"El día que no dije nada"

"El día que no dije nada"

No sabría decir exactamente cuándo comenzó. Quizás fue esa vez que la vi mirarse al espejo por más tiempo de lo normal, ajustando su blusa con una sonrisa que no era para mí. O cuando se puso ese perfume que solía reservar para las noches especiales... pero no teníamos ninguna planeada.

Empecé a notarlo en sus ojos: brillaban distinto. Como si alguien encendiera dentro de ella una chispa que yo no había provocado. Algo en mí quiso ignorarlo. Lo intenté, juro que sí. Pero el silencio que nos rodeaba en casa hablaba demasiado fuerte.

Aquel jueves volví antes del trabajo. No por sospecha. Solo... intuición. La lluvia caía con fuerza, y mientras subía las escaleras del edificio, sentí un nudo en el estómago. No por miedo, sino por esa inquietud que antecede a la verdad.

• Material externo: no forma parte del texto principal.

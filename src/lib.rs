#![deny(unsafe_code)]

// Debug macro that only prints when wasm_debug feature is enabled
#[cfg(feature = "wasm_debug")]
macro_rules! debug_println {
    ($($arg:tt)*) => {
        eprintln!($($arg)*);
    };
}

#[cfg(not(feature = "wasm_debug"))]
macro_rules! debug_println {
    ($($arg:tt)*) => {};
}

pub(crate) use debug_println;

pub mod error;
pub mod value;
pub mod reinterpret;
pub mod arithmetic;
pub mod bitcount;
pub mod comparison;
pub mod logical;
pub mod shift;
pub mod conversion;
pub mod float;
pub mod wasm_memory;
pub mod dispatch;
pub mod script;

pub use error::Error;
pub use value::{Value, ValType};
pub use reinterpret::{LeBytes, Reinterpret};
pub use wasm_memory::WasmMemory;
pub use dispatch::{
    AccessWidth, ConvOp, FloatBinOp, FloatRelOp, FloatUnOp, Instr, IntBinOp, IntRelOp, IntUnOp,
    Load, NumOp, Signedness, Store, Width,
};
pub use script::{run_script, Report, Script};
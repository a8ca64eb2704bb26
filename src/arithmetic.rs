use crate::error::*;
use paste::paste;

macro_rules! impl_int_arith {
    ($int:ident, $uint:ident) => {
        paste! {
            #[inline(always)]
            pub fn [<$int _add>](a: $int, b: $int) -> $int { a.wrapping_add(b) }
            #[inline(always)]
            pub fn [<$int _sub>](a: $int, b: $int) -> $int { a.wrapping_sub(b) }
            #[inline(always)]
            pub fn [<$int _mul>](a: $int, b: $int) -> $int { a.wrapping_mul(b) }

            /// Truncates toward zero. `MIN / -1` wraps back to `MIN`.
            #[inline(always)]
            pub fn [<$int _div_s>](a: $int, b: $int) -> Result<$int, Error> {
                if b == 0 { return trap(DIVIDE_BY_ZERO); }
                Ok(a.wrapping_div(b))
            }

            #[inline(always)]
            pub fn [<$int _div_u>](a: $int, b: $int) -> Result<$int, Error> {
                if b == 0 { return trap(DIVIDE_BY_ZERO); }
                Ok(((a as $uint) / (b as $uint)) as $int)
            }

            /// Result takes the sign of the dividend; `MIN % -1` is 0.
            #[inline(always)]
            pub fn [<$int _rem_s>](a: $int, b: $int) -> Result<$int, Error> {
                if b == 0 { return trap(DIVIDE_BY_ZERO); }
                Ok(a.wrapping_rem(b))
            }

            #[inline(always)]
            pub fn [<$int _rem_u>](a: $int, b: $int) -> Result<$int, Error> {
                if b == 0 { return trap(DIVIDE_BY_ZERO); }
                Ok(((a as $uint) % (b as $uint)) as $int)
            }
        }
    };
}

impl_int_arith!(i32, u32);
impl_int_arith!(i64, u64);
use wasm_opcore::{Value, WasmMemory};

/// Parses `value:type`, e.g. `42:i32`, `-1:i64`, `3.5:f32`.
pub fn parse_value(arg: &str) -> Result<Value, String> {
    let (value_str, type_str) = arg.rsplit_once(':')
        .ok_or_else(|| format!("Invalid argument format '{}'. Expected format: value:type (e.g., 42:i32)", arg))?;

    match type_str {
        "i32" => {
            // Accept the unsigned spelling of the bit pattern as well
            let val = value_str.parse::<i32>()
                .or_else(|_| value_str.parse::<u32>().map(|u| u as i32))
                .map_err(|_| format!("Failed to parse '{}' as i32", value_str))?;
            Ok(Value::I32(val))
        }
        "i64" => {
            let val = value_str.parse::<i64>()
                .or_else(|_| value_str.parse::<u64>().map(|u| u as i64))
                .map_err(|_| format!("Failed to parse '{}' as i64", value_str))?;
            Ok(Value::I64(val))
        }
        "f32" => {
            let val = value_str.parse::<f32>()
                .map_err(|_| format!("Failed to parse '{}' as f32", value_str))?;
            Ok(Value::F32(val))
        }
        "f64" => {
            let val = value_str.parse::<f64>()
                .map_err(|_| format!("Failed to parse '{}' as f64", value_str))?;
            Ok(Value::F64(val))
        }
        _ => Err(format!("Unknown type '{}'. Supported types: i32, i64, f32, f64", type_str))
    }
}

/// Value plus its raw bits, which is what matters when checking wraparound.
pub fn format_value(val: &Value) -> String {
    match val {
        Value::I32(_) | Value::F32(_) => format!("{} [0x{:08x}]", val, val.bits()),
        Value::I64(_) | Value::F64(_) => format!("{} [0x{:016x}]", val, val.bits()),
    }
}

/// Parses `min:max` page limits.
pub fn parse_limits(arg: &str) -> Result<(u32, u32), String> {
    let (min, max) = arg.split_once(':')
        .ok_or_else(|| format!("Invalid limits '{}'. Expected format: min:max (e.g., 1:2)", arg))?;
    let min = min.parse::<u32>().map_err(|_| format!("Failed to parse '{}' as a page count", min))?;
    let max = max.parse::<u32>().map_err(|_| format!("Failed to parse '{}' as a page count", max))?;
    Ok((min, max))
}

/// Parses `offset:hexbytes` and copies the bytes into `mem`.
pub fn apply_init(mem: &mut WasmMemory, arg: &str) -> Result<(), String> {
    let (offset, hex) = arg.split_once(':')
        .ok_or_else(|| format!("Invalid init '{}'. Expected format: offset:hexbytes (e.g., 0:01020304)", arg))?;
    let offset = offset.parse::<u32>().map_err(|_| format!("Failed to parse '{}' as an offset", offset))?;
    if hex.len() % 2 != 0 {
        return Err(format!("Odd number of hex digits in '{}'", hex));
    }
    let bytes = (0..hex.len())
        .step_by(2)
        .map(|i| u8::from_str_radix(&hex[i..i + 2], 16))
        .collect::<Result<Vec<u8>, _>>()
        .map_err(|_| format!("Invalid hex bytes '{}'", hex))?;
    mem.init(offset, &bytes).map_err(|e| e.to_string())
}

La puerta de nuestro apartamento estaba cerrada. Pero la del vecino —ese hombre amable, de mirada lenta y voz segura— estaba entreabierta. Una rendija apenas visible, suficiente para mostrarme lo que cambiaría todo.

Ahí estaba ella.

De espaldas, el cabello suelto, la camisa medio abierta, y sus caderas moviéndose como si bailaran una canción que solo él y ella podían oír. El vecino la sujetaba por la cintura, sus labios enredados en su cuello, sus manos en territorios que antes fueron míos. Y ella... ella se rendía, sin pudor, gimiendo bajo, con los ojos cerrados y el alma abierta.

Podría haber gritado. Podría haber pateado esa puerta. Pero no.

Me quedé allí, inmóvil, observando... y deseando.

No sé cuánto tiempo pasó, pero el calor que sentí no venía de la vergüenza ni de la furia. Era otra cosa. Un fuego más primitivo, más oscuro. Cada gemido de ella me atravesaba el pecho, cada jadeo suyo me despertaba algo que creí dormido. No era dolor. Era morbo. Era hambre.

Empujé la puerta. Despacio. Sin decir palabra.

Ella me vio. Se quedó congelada, los labios entreabiertos, como si estuviera a punto de pedirme perdón... pero algo en mi mirada la detuvo.

No dije nada.

Me acerqué, lento. La miré. Lo miré. Y ninguno de los dos se movió.

Fue ella la que estiró la mano, como si supiera que, lejos de rechazarla, estaba dispuesto a cruzar cualquier límite. Mi camisa cayó al suelo. Sus labios buscaron los míos. Y entonces, todo lo prohibido se volvió inevitable.

No éramos tres personas. Éramos una corriente eléctrica, un huracán de piel y aliento. Ella se entregaba como nunca antes, como si ese instante fuera su verdad más pura. El vecino, sorprendido al principio, pronto entendió que no había reglas en ese cuarto, solo instintos.

No recuerdo cada detalle. Pero sí el sudor en su espalda, la forma en que temblaba mi nombre entre sus labios, y cómo el deseo borró cualquier intento de juicio.

Y en medio de todo, comprendí algo brutalmente honesto: no se trataba de quién poseía a quién, sino de cómo el deseo puede consumirlo todo... incluso el orgullo.

Cuando todo terminó, el silencio volvió. Pero ya no pesaba.

Ella me miró, sin saber qué decir. Yo solo sonreí y le susurré:

—Ahora sí, estás exactamente donde querías estar.